Bias-correction of wind speeds to improve PM2.5 predictability in chemical transport model

Wind speed is a critical factor influencing the transport and dispersion of atmospheric pollutants in air quality models. However, numerical weather prediction (NWP) models, such as the weather research and forecasting (WRF) model, typically overestimate surface wind speeds, leading to inaccuracies in air quality predictions. To address this limitation, we developed an Artificial Intelligence (AI)-based Wind Field Correction (WFC) model aimed at improving PM_2.5 forecasts over East Asia. The WFC model was constructed using the eXtreme Gradient Boosting (XGBoost) algorithm and trained on eight years of data, incorporating WRF-simulated meteorological variables as input features and in situ, ship-based, buoy, and radiosonde observations as targets. The WFC model effectively reduced the positive bias in WRF-simulated wind speeds, achieving a 90.15% reduction at the surface level and a 94.6% reduction from the surface to 850 hPa.
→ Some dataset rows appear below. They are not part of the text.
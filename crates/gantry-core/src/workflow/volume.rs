//! Workflow volume definitions
//!
//! A volume attaches named storage to workflow steps. In the document a
//! volume is written either as a bare entry keyed by its name or as an
//! object carrying an explicit `name` field; both decode to [`Volume`].

use serde::{Deserialize, Serialize};
use std::collections::HashMap;

/// Driver applied when a volume definition omits `driver`.
pub const DEFAULT_VOLUME_DRIVER: &str = "local";

fn default_driver() -> String {
    DEFAULT_VOLUME_DRIVER.to_string()
}

/// A named volume available to workflow steps
#[derive(Debug, Clone, PartialEq, Serialize, Deserialize)]
pub struct Volume {
    /// Volume name (unique within a workflow)
    pub name: String,

    /// Storage driver backing the volume (defaults to "local")
    #[serde(default = "default_driver")]
    pub driver: String,

    /// Driver-specific options
    #[serde(default, skip_serializing_if = "HashMap::is_empty")]
    pub driver_opts: HashMap<String, String>,
}

impl Volume {
    /// Create a volume with the default driver and no options
    pub fn new(name: String) -> Self {
        Volume {
            name,
            driver: default_driver(),
            driver_opts: HashMap::new(),
        }
    }

    /// Set the driver
    pub fn with_driver(mut self, driver: String) -> Self {
        self.driver = driver;
        self
    }

    /// Add a driver option
    pub fn with_driver_opt(mut self, key: String, value: String) -> Self {
        self.driver_opts.insert(key, value);
        self
    }
}

/// Ordered collection of volumes, in document order
///
/// Entries are owned and duplicates are kept as written; name
/// uniqueness is checked by workflow compilation, not here.
#[derive(Debug, Clone, Default, PartialEq, Serialize, Deserialize)]
#[serde(transparent)]
pub struct Volumes(Vec<Volume>);

impl Volumes {
    /// Create an empty collection
    pub fn new() -> Self {
        Volumes(Vec::new())
    }

    /// Append a volume, keeping document order
    pub fn push(&mut self, volume: Volume) {
        self.0.push(volume);
    }

    /// Number of volumes
    pub fn len(&self) -> usize {
        self.0.len()
    }

    /// Whether the collection is empty
    pub fn is_empty(&self) -> bool {
        self.0.is_empty()
    }

    /// Iterate volumes in document order
    pub fn iter(&self) -> std::slice::Iter<'_, Volume> {
        self.0.iter()
    }

    /// First volume with the given name, if any
    pub fn get(&self, name: &str) -> Option<&Volume> {
        self.0.iter().find(|v| v.name == name)
    }
}

impl From<Vec<Volume>> for Volumes {
    fn from(volumes: Vec<Volume>) -> Self {
        Volumes(volumes)
    }
}

impl IntoIterator for Volumes {
    type Item = Volume;
    type IntoIter = std::vec::IntoIter<Volume>;

    fn into_iter(self) -> Self::IntoIter {
        self.0.into_iter()
    }
}

impl<'a> IntoIterator for &'a Volumes {
    type Item = &'a Volume;
    type IntoIter = std::slice::Iter<'a, Volume>;

    fn into_iter(self) -> Self::IntoIter {
        self.0.iter()
    }
}

#[cfg(test)]
mod tests {
    use super::*;

    #[test]
    fn test_volume_new_applies_default_driver() {
        let volume = Volume::new("cache".to_string());
        assert_eq!(volume.name, "cache");
        assert_eq!(volume.driver, DEFAULT_VOLUME_DRIVER);
        assert!(volume.driver_opts.is_empty());
    }

    #[test]
    fn test_volume_builder() {
        let volume = Volume::new("data".to_string())
            .with_driver("nfs".to_string())
            .with_driver_opt("addr".to_string(), "10.0.0.1".to_string());

        assert_eq!(volume.driver, "nfs");
        assert_eq!(volume.driver_opts.get("addr"), Some(&"10.0.0.1".to_string()));
    }

    #[test]
    fn test_volumes_keep_order_and_duplicates() {
        let mut volumes = Volumes::new();
        volumes.push(Volume::new("a".to_string()));
        volumes.push(Volume::new("b".to_string()));
        volumes.push(Volume::new("a".to_string()));

        let names: Vec<&str> = volumes.iter().map(|v| v.name.as_str()).collect();
        assert_eq!(names, vec!["a", "b", "a"]);
    }

    #[test]
    fn test_volumes_get_by_name() {
        let volumes: Volumes = vec![
            Volume::new("a".to_string()),
            Volume::new("b".to_string()).with_driver("nfs".to_string()),
        ]
        .into();

        assert_eq!(volumes.get("b").map(|v| v.driver.as_str()), Some("nfs"));
        assert!(volumes.get("c").is_none());
    }

    #[test]
    fn test_serialize_skips_empty_driver_opts() {
        let volume = Volume::new("cache".to_string());
        let yaml = serde_yaml::to_string(&volume).unwrap();
        assert!(!yaml.contains("driver_opts"));
    }
}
The bias-corrected wind fields, when incorporated into the GIST Multiscale Air Quality model (GMAQ v1.0) developed by the Gwangju Institute of Science and Technology (GIST), resulted in substantial improvements in PM_2.5 predictablity. In Central Eastern China (CEC), the wind field correction mitigated the underestimation of PM_2.5 by suppressing excessive plume dilution in the model. In South Korea (SK), the correction slowed down accelerated plume advection, leading to a closer agreement between the simulated and observed PM­_2.5 plume locations. In addition, the correction enhanced the representation of daily PM­_2.5 variability and improved statistical metrics over the capital cities of Seoul and Beijing.